Les Âmes qu’Hyll croisa durant cette période préférèrent fuir plutôt que d’entendre sa requête ; cependant personne n’aurait pu les blâmer pour leur instinct de survie puisque, à leur place, n’importe qui aurait mieux fait d’esquiver plutôt que de confronter pareil démon mu par son désespoir. Les anciennes qui le connaissaient de réputation s’égaillaient aussitôt à son approche et, pour peu qu’il les poursuivît afin de les interroger sur la présence de Solstice en tel ou tel endroit, il obtenait invariablement le même résultat. Balbutiements timorés. Front bas. Négation. Quant aux défunts récents, ignorant le plus souvent tout du bannissement de ces deux Passeurs ou de leur histoire, n’ayant comme frayeur que celle que l’on nourrit face à un chien enragé, il leur arrivait de balancer quelque ineptie sur la date du calendrier, l’horaire de la journée ou leur programme estival. Il les aurait massacrés. Tous. Un par un. Il les aurait éventrés à coups de poings, vociférant que son amour n’était pas un putain de gradient cosmique, il leur aurait enfoncé sa rage de la glotte jusqu’aux tripes, sur toute la longueur de son bras — quand l’unique chose qui sauvait ces ignares était la précipitation avec laquelle il faisait volte-face pour réitérer plus loin, auprès de nouveaux quidâmes.
Ne pas perdre de temps.
Chaque seconde le torturait davantage que la précédente.

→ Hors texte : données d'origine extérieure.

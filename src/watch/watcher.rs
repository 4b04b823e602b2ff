// src/watch/watcher.rs

use std::path::PathBuf;

use anyhow::{Context, Result};
use notify::{Config, Event, RecommendedWatcher, RecursiveMode, Watcher};
use tokio::sync::mpsc;
use tracing::{info, warn};

/// Handle for the filesystem watcher.
///
/// This exists mainly so the underlying `RecommendedWatcher` is kept alive
/// for as long as needed. Dropping this handle stops file watching.
pub struct WatcherHandle {
    _inner: RecommendedWatcher,
}

impl std::fmt::Debug for WatcherHandle {
    fn fmt(&self, f: &mut std::fmt::Formatter<'_>) -> std::fmt::Result {
        f.debug_struct("WatcherHandle").finish()
    }
}

/// Watch the given roots recursively, forwarding raw notify events into an
/// unbounded channel consumable from async code.
///
/// Only changes arriving after this call are reported; there is no initial
/// scan. Roots are canonicalized best-effort so event paths line up with
/// layout paths even when a root is reached through a symlink. A root that
/// does not exist is skipped with a warning rather than failing startup.
pub fn spawn_watcher(
    roots: &[PathBuf],
) -> Result<(mpsc::UnboundedReceiver<Event>, WatcherHandle)> {
    // Channel from the blocking notify callback into the async world.
    let (event_tx, event_rx) = mpsc::unbounded_channel::<Event>();

    // Closure called synchronously by notify whenever an event arrives.
    let mut watcher = RecommendedWatcher::new(
        move |res: notify::Result<Event>| match res {
            Ok(event) => {
                if let Err(err) = event_tx.send(event) {
                    // We can't log via tracing here easily, so fallback to stderr.
                    eprintln!("devloop: failed to forward notify event: {err}");
                }
            }
            Err(err) => {
                eprintln!("devloop: file watch error: {err}");
            }
        },
        Config::default(),
    )
    .context("initializing file watcher")?;

    for root in roots {
        let root = root.canonicalize().unwrap_or_else(|_| root.clone()); // best-effort
        if !root.is_dir() {
            warn!("watch root {} does not exist, skipping", root.display());
            continue;
        }
        watcher
            .watch(&root, RecursiveMode::Recursive)
            .with_context(|| format!("watching {}", root.display()))?;
        info!("file watcher started on {:?}", root);
    }

    Ok((event_rx, WatcherHandle { _inner: watcher }))
}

Chaque seconde à ne pas savoir, à se rembobiner les images de ces dernières semaines, de ces derniers mois, pour tenter d’y dénicher un indice, une allusion, un double-sens dans les paroles ou les gestes de son aimé, qui aurait pu expliquer sa disparition — était-ce prémédité ? Un accident ou bien le fait d’un Cauchemar ? Ne pas savoir le rendait plus fou encore, quand la pensée même de songer que le Zénith était blessé ou prisonnier quelque part lui filait des envies de retourner ce monde ainsi qu’un vieux tapis qu’il aurait jeté au feu pour le purger de tous ses parasites.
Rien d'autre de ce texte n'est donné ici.